Working data:
- - - - -

pub(crate) fn apply_overrides(cfg: &mut Config, lookup: impl Fn(&str) -> Option<String>) {
    if let Some(id) = lookup("BANTER_CHAT_ID").and_then(|v| v.trim().parse().ok()) {
        cfg.chat_id = Some(id);
    }
    if let Some(id) = lookup("BANTER_THREAD_ID").and_then(|v| v.trim().parse().ok()) {
        cfg.thread_id = Some(id);
    }
    if let Some(v) = lookup("BANTER_INFERENCE_URL") {
        cfg.inference_url = v;
    }
    if let Some(v) = lookup("BANTER_MODEL") {
        cfg.model = v;
    }
    if let Some(v) = lookup("BANTER_API_KEY") {
        cfg.api_key = v;
    }
    if let Some(v) = lookup("BANTER_EMBEDDING_URL") {
        cfg.embedding_url = v;
    }
    if let Some(v) = lookup("BANTER_EMBEDDING_MODEL") {
        cfg.embedding_model = v;
    }
    if let Some(v) = lookup("BANTER_DB_PATH") {
        cfg.db_path = v;
    }
    if let Some(v) = lookup("BANTER_TIMEZONE") {
        cfg.timezone = v;
    }
    if let Some(n) = lookup("BANTER_MAX_PARALLEL").and_then(|v| v.trim().parse().ok()) {
        cfg.max_parallel = n;
    }
    if let Some(n) = lookup("BANTER_CONTEXT_WINDOW").and_then(|v| v.trim().parse().ok()) {
        cfg.context_window = n;
    }
    if let Some(v) = lookup("BANTER_ENABLE_SCHEDULE") {
        match v.trim().to_ascii_lowercase().as_str() {
            "1" | "true" | "yes" | "on" => cfg.enable_schedule = true,
            "0" | "false" | "no" | "off" => cfg.enable_schedule = false,
            _ => {}
        }
    }
}

/// Write `cfg` to `path`, creating the parent directory if necessary.
pub(crate) fn save_to(cfg: &Config, path: &Path) -> Result<(), ConfigError> {
    let write_err = |source| ConfigError::Write {
        path: path.to_path_buf(),
        source,
    };
    if let Some(parent) = path.parent() {
        fs::create_dir_all(parent).map_err(write_err)?;
        // Owner-only directory on Unix.
        #[cfg(unix)]
        {
            use std::os::unix::fs::PermissionsExt;
            fs::set_permissions(parent, fs::Permissions::from_mode(0o700)).map_err(write_err)?;
        }
    }
    let raw = toml::to_string_pretty(cfg)?;
    #[cfg(unix)]
    {
        use std::io::Write;
        use std::os::unix::fs::OpenOptionsExt;
        fs::OpenOptions::new()
            .write(true)
            .create(true)
            .truncate(true)
            .mode(0o600)
            .open(path)
            .and_then(|mut f| f.write_all(raw.as_bytes()))
            .map_err(write_err)?;
    }
    #[cfg(not(unix))]
    fs::write(path, raw).map_err(write_err)?;
    Ok(())
}

#[cfg(test)]
mod tests {
    use super::*;
    use std::collections::HashMap;

    fn lookup(vars: &[(&str, &str)]) -> impl Fn(&str) -> Option<String> {
        let map: HashMap<String, String> = vars.iter().map(|(k, v)| (k.to_string(), v.to_string())).collect();
        move |k| map.get(k).cloned()
    }

    fn valid() -> Config {
        Config {
            chat_id: Some(-100123),
            ..Config::default()
        }
    }

    #[test]
    fn debug_redacts_api_key() {
        let cfg = Config {
            api_key: "sk-super-secret".into(),
            ..Config::default()
        };
        let debug_str = format!("{cfg:?}");
        assert!(!debug_str.contains("sk-super-secret"));
        assert!(debug_str.contains("<redacted>"));
        assert!(format!("{:?}", Config::default()).contains("<not set>"));
    }

    #[test]
    fn missing_chat_id_is_fatal() {
        let err = Config::default().validate().unwrap_err();
        assert!(err.to_string().contains("chat_id"));
    }

    #[test]
    fn malformed_slot_time_is_fatal() {
        let cfg = Config {
            morning_start: "8am".into(),
            ..valid()
        };
        assert!(matches!(cfg.validate(), Err(ConfigError::Invalid(_))));
    }

    #[test]
    fn zero_window_is_fatal() {
        let cfg = Config {
            context_window: 0,
            ..valid()
        };
        assert!(cfg.validate().is_err());
    }

    #[test]
    fn zero_timer_intervals_are_fatal() {
        let cfg = Config {
            cleanup_interval_secs: 0,
            ..valid()
        };
        let err = cfg.validate().unwrap_err();
        assert!(err.to_string().contains("cleanup_interval_secs"));

        let cfg = Config {
            scheduler_interval_secs: 0,
            ..valid()
        };
        let err = cfg.validate().unwrap_err();
        assert!(err.to_string().contains("scheduler_interval_secs"));
    }

    #[test]
    fn out_of_range_cooldown_is_rejected_not_panicking() {
        for secs in [1e30, -1.0, f64::NAN, f64::INFINITY] {
            let cfg = Config {
                cooldown_secs: secs,
                ..valid()
            };
            assert!(matches!(cfg.engine_config(), Err(ConfigError::Invalid(_))), "{secs} accepted");
        }
    }

    #[test]
    fn engine_config_carries_values() {
        let cfg = Config {
            thread_id: Some(5),
            cooldown_secs: 1.5,
            morning_start: "07:30".into(),
            ..valid()
        };
        let ec = cfg.engine_config().unwrap();
        assert_eq!(ec.conversation_id, -100123);
        assert_eq!(ec.thread_id, Some(5));
        assert_eq!(ec.cooldown, Duration::from_millis(1500));
        assert_eq!(ec.idle_horizon, Duration::from_secs(7200));
        assert_eq!(ec.morning_start, parse_slot_time("07:30").unwrap());
        assert_eq!(ec.context_window, 250);
    }

    #[test]
    fn partial_file_gets_defaults() {
        let dir = tempfile::tempdir().expect("tmp dir");
        let path = dir.path().join("config.toml");
        fs::write(&path, "chat_id = -42\nmodel = \"qwen\"\n").unwrap();

        let cfg = load_from(&path).unwrap().unwrap();
        assert_eq!(cfg.chat_id, Some(-42));
        assert_eq!(cfg.model, "qwen");
        assert_eq!(cfg.context_window, 250);
        assert_eq!(cfg.timezone, "Europe/Moscow");
        assert!(cfg.enable_schedule);
    }

    #[test]
    fn garbage_file_is_a_parse_error() {
        let dir = tempfile::tempdir().expect("tmp dir");
        let path = dir.path().join("config.toml");
        fs::write(&path, "chat_id = [nope").unwrap();
        assert!(matches!(load_from(&path), Err(ConfigError::Parse(_))));
    }

    #[test]
    fn load_from_returns_none_when_missing() {
        let dir = tempfile::tempdir().expect("tmp dir");
        let path = config_path_for_home(&dir.path().to_string_lossy());
        assert!(load_from(&path).unwrap().is_none());
    }

    #[test]
    fn roundtrip_via_save() {
        let dir = tempfile::tempdir().expect("tmp dir");
        let path = config_path_for_home(&dir.path().to_string_lossy());
        save_to(&valid(), &path).expect("save");

        let loaded = load_from(&path).unwrap().unwrap();
        assert_eq!(loaded.chat_id, Some(-100123));
        assert_eq!(loaded.morning_start, "08:00");
    }

    #[cfg(unix)]
    #[test]
    fn saved_file_is_owner_only() {
        use std::os::unix::fs::PermissionsExt;
        let dir = tempfile::tempdir().expect("tmp dir");
        let path = config_path_for_home(&dir.path().to_string_lossy());
        save_to(&Config::default(), &path).expect("save");
        let mode = fs::metadata(&path).unwrap().permissions().mode() & 0o777;
        assert_eq!(mode, 0o600);
    }

    #[test]
    fn config_path_points_to_banter_dir() {
        let p = config_path_for_home("/home/testuser");
        assert!(p.to_string_lossy().contains(".banter"));
        assert!(p.to_string_lossy().ends_with("config.toml"));
    }

    #[test]
    fn overrides_apply_and_ignore_garbage() {
        let mut cfg = Config::default();
        apply_overrides(
            &mut cfg,
            lookup(&[
                ("BANTER_CHAT_ID", "-777"),
                ("BANTER_MODEL", "mistral"),
                ("BANTER_MAX_PARALLEL", "many"),
                ("BANTER_ENABLE_SCHEDULE", "off"),
                ("BANTER_CONTEXT_WINDOW", "50"),
            ]),
        );
        assert_eq!(cfg.chat_id, Some(-777));
        assert_eq!(cfg.model, "mistral");
        assert_eq!(cfg.max_parallel, 4);
        assert!(!cfg.enable_schedule);
        assert_eq!(cfg.context_window, 50);
    }
}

- - - - -

Task description: Set down, exactly as written, each line of the data from its opening line through the one containing "fs::create_dir_all(parent).map_err(write_err)?;". Output nothing more.

Answer to this task:
pub(crate) fn apply_overrides(cfg: &mut Config, lookup: impl Fn(&str) -> Option<String>) {
    if let Some(id) = lookup("BANTER_CHAT_ID").and_then(|v| v.trim().parse().ok()) {
        cfg.chat_id = Some(id);
    }
    if let Some(id) = lookup("BANTER_THREAD_ID").and_then(|v| v.trim().parse().ok()) {
        cfg.thread_id = Some(id);
    }
    if let Some(v) = lookup("BANTER_INFERENCE_URL") {
        cfg.inference_url = v;
    }
    if let Some(v) = lookup("BANTER_MODEL") {
        cfg.model = v;
    }
    if let Some(v) = lookup("BANTER_API_KEY") {
        cfg.api_key = v;
    }
    if let Some(v) = lookup("BANTER_EMBEDDING_URL") {
        cfg.embedding_url = v;
    }
    if let Some(v) = lookup("BANTER_EMBEDDING_MODEL") {
        cfg.embedding_model = v;
    }
    if let Some(v) = lookup("BANTER_DB_PATH") {
        cfg.db_path = v;
    }
    if let Some(v) = lookup("BANTER_TIMEZONE") {
        cfg.timezone = v;
    }
    if let Some(n) = lookup("BANTER_MAX_PARALLEL").and_then(|v| v.trim().parse().ok()) {
        cfg.max_parallel = n;
    }
    if let Some(n) = lookup("BANTER_CONTEXT_WINDOW").and_then(|v| v.trim().parse().ok()) {
        cfg.context_window = n;
    }
    if let Some(v) = lookup("BANTER_ENABLE_SCHEDULE") {
        match v.trim().to_ascii_lowercase().as_str() {
            "1" | "true" | "yes" | "on" => cfg.enable_schedule = true,
            "0" | "false" | "no" | "off" => cfg.enable_schedule = false,
            _ => {}
        }
    }
}

/// Write `cfg` to `path`, creating the parent directory if necessary.
pub(crate) fn save_to(cfg: &Config, path: &Path) -> Result<(), ConfigError> {
    let write_err = |source| ConfigError::Write {
        path: path.to_path_buf(),
        source,
    };
    if let Some(parent) = path.parent() {
        fs::create_dir_all(parent).map_err(write_err)?;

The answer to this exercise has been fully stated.